• WORK ORDER: Where does the string "Addressed" appear in the records? Copy each line that holds it.

(Dataset entries)
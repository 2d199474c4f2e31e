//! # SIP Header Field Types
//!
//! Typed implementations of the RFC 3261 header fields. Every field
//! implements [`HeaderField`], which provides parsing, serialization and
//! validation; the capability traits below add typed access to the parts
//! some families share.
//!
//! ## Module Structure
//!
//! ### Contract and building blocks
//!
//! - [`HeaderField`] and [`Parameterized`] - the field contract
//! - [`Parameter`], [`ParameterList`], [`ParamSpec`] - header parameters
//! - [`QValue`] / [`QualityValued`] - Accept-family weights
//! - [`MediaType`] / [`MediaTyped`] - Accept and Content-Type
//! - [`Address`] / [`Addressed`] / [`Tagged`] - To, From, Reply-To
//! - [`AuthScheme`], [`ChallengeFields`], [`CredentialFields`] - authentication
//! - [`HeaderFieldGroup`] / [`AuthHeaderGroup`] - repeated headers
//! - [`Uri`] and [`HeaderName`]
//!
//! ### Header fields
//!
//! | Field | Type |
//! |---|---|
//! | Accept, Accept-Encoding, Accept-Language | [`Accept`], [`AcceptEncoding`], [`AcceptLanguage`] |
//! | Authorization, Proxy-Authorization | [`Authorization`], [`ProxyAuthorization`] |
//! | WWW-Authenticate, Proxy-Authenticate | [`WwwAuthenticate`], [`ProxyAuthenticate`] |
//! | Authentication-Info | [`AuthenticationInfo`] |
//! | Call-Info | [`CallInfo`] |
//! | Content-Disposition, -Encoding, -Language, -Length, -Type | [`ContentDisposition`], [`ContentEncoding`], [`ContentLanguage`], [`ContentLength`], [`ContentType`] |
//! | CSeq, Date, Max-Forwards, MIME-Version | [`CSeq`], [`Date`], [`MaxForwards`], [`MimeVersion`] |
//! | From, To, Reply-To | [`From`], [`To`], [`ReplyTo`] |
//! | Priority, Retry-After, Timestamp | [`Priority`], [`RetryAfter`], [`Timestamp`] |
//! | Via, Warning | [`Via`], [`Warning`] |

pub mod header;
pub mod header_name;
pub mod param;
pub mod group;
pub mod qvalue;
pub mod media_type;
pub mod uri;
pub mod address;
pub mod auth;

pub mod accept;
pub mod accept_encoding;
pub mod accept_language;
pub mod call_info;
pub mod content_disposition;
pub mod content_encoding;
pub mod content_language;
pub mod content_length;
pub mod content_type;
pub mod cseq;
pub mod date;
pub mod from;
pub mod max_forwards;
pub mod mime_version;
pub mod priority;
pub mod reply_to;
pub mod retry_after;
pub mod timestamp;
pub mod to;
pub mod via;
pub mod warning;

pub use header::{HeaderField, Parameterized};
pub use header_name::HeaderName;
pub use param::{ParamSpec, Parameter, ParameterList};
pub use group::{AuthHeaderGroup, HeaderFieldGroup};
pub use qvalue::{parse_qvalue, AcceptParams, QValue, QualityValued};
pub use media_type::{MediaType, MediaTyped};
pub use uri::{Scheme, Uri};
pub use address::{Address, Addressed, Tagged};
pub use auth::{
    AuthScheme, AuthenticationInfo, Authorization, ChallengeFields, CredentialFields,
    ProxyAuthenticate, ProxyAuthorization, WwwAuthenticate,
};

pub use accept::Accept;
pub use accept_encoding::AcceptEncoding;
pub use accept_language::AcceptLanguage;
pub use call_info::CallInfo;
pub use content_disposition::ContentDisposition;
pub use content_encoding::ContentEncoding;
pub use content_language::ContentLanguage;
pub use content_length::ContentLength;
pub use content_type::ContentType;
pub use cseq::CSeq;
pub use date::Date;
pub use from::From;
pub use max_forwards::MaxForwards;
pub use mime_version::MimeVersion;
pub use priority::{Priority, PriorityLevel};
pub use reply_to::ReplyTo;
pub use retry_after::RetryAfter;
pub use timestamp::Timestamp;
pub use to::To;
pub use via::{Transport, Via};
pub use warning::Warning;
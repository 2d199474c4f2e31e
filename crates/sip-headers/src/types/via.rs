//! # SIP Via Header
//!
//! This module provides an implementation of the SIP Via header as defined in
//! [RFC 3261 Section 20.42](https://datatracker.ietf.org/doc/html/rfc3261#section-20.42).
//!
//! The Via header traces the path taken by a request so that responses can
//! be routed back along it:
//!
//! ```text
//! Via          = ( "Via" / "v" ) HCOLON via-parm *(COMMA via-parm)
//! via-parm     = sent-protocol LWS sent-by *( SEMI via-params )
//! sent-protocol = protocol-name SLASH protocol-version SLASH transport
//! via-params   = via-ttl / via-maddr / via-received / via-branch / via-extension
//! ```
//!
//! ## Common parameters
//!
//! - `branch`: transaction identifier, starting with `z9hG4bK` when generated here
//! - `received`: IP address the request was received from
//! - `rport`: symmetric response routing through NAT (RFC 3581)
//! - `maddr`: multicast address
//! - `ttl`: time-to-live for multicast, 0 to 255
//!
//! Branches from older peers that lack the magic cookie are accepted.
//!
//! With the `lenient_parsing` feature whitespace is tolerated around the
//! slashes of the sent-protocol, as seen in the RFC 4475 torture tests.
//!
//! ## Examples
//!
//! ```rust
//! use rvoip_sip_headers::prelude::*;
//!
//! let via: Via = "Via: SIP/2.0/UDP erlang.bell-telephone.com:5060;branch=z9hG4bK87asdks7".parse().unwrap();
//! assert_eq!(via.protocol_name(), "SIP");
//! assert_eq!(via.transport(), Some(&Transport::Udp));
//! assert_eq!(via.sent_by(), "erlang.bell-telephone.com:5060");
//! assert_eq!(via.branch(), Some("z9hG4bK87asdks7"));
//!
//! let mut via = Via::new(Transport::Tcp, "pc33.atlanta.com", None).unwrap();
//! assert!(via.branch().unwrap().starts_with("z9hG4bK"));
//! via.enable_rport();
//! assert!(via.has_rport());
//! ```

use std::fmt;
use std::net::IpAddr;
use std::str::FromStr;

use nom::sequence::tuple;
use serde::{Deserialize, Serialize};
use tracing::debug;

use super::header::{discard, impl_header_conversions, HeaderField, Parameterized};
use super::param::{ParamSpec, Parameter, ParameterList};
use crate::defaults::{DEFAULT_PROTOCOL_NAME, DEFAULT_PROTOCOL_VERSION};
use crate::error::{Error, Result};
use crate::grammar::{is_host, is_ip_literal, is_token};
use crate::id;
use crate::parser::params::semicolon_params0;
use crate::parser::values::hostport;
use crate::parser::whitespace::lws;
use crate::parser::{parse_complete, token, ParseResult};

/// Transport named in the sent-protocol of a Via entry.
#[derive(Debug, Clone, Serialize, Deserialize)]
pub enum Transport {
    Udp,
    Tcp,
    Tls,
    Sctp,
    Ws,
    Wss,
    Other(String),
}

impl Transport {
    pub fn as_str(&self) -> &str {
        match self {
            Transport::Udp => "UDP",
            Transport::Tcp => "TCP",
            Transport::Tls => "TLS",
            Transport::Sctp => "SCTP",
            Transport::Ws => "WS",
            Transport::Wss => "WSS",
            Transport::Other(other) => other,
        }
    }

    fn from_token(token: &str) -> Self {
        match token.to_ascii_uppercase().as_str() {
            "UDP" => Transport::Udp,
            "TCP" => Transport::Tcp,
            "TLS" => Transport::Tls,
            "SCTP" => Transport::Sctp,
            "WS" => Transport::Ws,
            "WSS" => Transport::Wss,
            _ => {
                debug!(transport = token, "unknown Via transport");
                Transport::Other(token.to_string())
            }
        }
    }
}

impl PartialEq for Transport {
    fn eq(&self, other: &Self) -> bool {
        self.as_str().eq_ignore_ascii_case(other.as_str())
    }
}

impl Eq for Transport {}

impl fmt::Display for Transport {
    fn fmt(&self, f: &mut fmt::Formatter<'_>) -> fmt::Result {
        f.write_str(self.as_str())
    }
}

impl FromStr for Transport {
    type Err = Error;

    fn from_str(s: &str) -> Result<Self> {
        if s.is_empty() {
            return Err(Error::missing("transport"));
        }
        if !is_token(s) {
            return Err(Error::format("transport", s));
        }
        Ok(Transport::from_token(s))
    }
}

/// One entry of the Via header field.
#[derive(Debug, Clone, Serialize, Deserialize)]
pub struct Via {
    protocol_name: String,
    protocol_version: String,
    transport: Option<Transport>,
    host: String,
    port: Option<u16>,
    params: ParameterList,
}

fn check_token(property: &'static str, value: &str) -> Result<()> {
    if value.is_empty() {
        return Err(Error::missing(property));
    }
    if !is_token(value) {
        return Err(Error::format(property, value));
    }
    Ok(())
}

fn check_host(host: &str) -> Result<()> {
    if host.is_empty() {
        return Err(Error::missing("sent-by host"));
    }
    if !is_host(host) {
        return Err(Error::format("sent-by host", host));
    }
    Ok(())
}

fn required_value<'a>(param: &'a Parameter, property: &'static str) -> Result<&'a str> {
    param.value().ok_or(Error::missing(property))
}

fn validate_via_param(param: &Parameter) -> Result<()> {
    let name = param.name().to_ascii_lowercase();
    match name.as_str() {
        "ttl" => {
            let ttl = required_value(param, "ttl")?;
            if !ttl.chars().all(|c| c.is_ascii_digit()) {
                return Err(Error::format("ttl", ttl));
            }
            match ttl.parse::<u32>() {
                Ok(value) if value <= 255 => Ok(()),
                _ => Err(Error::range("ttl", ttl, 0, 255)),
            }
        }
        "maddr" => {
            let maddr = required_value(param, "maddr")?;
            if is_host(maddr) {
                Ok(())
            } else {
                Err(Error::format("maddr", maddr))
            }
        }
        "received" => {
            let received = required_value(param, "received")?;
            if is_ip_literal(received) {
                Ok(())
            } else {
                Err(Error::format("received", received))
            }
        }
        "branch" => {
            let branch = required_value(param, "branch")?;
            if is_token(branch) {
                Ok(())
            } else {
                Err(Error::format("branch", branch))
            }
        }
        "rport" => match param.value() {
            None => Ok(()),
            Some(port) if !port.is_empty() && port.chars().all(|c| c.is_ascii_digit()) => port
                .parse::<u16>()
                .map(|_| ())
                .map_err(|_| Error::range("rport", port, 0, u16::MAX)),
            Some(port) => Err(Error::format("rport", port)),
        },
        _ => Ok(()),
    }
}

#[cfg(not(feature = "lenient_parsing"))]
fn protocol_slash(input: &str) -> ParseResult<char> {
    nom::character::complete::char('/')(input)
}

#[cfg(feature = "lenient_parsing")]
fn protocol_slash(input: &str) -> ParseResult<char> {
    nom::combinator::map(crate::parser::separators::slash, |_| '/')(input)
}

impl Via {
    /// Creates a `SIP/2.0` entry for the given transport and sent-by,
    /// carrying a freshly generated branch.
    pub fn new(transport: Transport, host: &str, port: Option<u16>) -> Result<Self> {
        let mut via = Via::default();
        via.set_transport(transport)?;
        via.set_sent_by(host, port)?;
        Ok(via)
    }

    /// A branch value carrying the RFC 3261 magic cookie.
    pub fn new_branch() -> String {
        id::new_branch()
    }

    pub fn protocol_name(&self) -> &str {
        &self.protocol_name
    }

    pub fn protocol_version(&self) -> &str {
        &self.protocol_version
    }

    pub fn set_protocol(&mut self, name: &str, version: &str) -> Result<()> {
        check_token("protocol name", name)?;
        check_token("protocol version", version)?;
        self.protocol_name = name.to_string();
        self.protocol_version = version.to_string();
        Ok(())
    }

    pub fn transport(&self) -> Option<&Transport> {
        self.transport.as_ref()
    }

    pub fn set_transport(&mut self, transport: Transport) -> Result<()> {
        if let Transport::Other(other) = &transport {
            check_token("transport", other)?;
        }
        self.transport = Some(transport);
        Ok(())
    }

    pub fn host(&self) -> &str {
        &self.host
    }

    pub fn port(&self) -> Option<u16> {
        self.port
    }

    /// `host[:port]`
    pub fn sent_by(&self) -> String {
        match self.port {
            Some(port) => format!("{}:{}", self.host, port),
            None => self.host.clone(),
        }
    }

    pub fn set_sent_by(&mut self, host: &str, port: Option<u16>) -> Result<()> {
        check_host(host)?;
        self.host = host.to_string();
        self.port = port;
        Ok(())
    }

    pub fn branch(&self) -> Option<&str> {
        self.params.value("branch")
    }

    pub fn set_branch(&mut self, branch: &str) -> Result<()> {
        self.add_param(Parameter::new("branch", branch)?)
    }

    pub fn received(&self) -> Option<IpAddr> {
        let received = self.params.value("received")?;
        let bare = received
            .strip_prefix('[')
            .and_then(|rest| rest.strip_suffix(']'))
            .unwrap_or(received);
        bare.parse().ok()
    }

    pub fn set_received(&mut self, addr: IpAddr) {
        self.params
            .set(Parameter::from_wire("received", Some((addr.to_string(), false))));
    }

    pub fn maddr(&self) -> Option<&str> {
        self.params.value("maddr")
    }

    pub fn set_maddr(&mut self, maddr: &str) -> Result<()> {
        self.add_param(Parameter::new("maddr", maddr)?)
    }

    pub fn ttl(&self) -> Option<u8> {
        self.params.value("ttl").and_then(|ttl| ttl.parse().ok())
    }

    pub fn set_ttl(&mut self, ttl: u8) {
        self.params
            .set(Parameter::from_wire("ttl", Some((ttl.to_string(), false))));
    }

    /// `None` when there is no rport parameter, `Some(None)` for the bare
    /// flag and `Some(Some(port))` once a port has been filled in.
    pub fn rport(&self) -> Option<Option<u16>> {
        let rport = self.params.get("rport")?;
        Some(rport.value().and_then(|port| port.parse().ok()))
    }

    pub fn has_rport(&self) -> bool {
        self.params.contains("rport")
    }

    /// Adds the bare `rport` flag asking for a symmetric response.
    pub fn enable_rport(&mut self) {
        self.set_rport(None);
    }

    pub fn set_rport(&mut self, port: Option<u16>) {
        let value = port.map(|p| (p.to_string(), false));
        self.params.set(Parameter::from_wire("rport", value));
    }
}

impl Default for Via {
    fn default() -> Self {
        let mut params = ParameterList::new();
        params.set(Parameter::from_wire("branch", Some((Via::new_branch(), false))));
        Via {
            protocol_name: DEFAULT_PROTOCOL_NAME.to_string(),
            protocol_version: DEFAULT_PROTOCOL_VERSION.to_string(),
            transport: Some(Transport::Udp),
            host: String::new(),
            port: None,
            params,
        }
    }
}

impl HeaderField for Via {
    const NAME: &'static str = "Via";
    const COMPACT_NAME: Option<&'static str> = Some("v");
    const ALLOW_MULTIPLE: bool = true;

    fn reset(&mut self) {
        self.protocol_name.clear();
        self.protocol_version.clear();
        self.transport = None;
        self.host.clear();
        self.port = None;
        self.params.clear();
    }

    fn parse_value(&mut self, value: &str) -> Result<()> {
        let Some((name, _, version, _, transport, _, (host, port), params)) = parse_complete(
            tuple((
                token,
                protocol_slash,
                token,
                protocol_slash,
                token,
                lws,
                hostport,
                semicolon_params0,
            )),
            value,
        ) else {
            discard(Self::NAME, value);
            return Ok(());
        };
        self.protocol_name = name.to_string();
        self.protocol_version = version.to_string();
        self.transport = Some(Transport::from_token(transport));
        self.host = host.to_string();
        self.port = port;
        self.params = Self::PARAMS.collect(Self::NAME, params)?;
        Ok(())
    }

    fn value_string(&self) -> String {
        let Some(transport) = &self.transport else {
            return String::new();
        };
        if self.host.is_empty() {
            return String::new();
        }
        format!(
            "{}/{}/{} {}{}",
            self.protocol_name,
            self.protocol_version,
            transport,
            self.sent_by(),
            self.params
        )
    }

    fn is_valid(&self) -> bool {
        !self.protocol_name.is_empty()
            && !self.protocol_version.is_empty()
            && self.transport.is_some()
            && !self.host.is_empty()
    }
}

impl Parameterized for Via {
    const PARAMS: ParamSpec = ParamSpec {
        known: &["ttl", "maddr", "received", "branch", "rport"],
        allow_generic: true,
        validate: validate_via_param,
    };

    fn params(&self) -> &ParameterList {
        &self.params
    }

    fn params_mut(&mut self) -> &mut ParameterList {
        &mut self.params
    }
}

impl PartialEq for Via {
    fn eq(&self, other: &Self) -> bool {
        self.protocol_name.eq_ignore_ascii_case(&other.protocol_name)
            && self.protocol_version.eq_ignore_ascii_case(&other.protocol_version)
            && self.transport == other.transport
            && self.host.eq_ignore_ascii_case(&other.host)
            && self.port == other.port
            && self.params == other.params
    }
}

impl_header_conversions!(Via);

• TASK OUTPUT:
//! - [`Address`] / [`Addressed`] / [`Tagged`] - To, From, Reply-To
pub use address::{Address, Addressed, Tagged};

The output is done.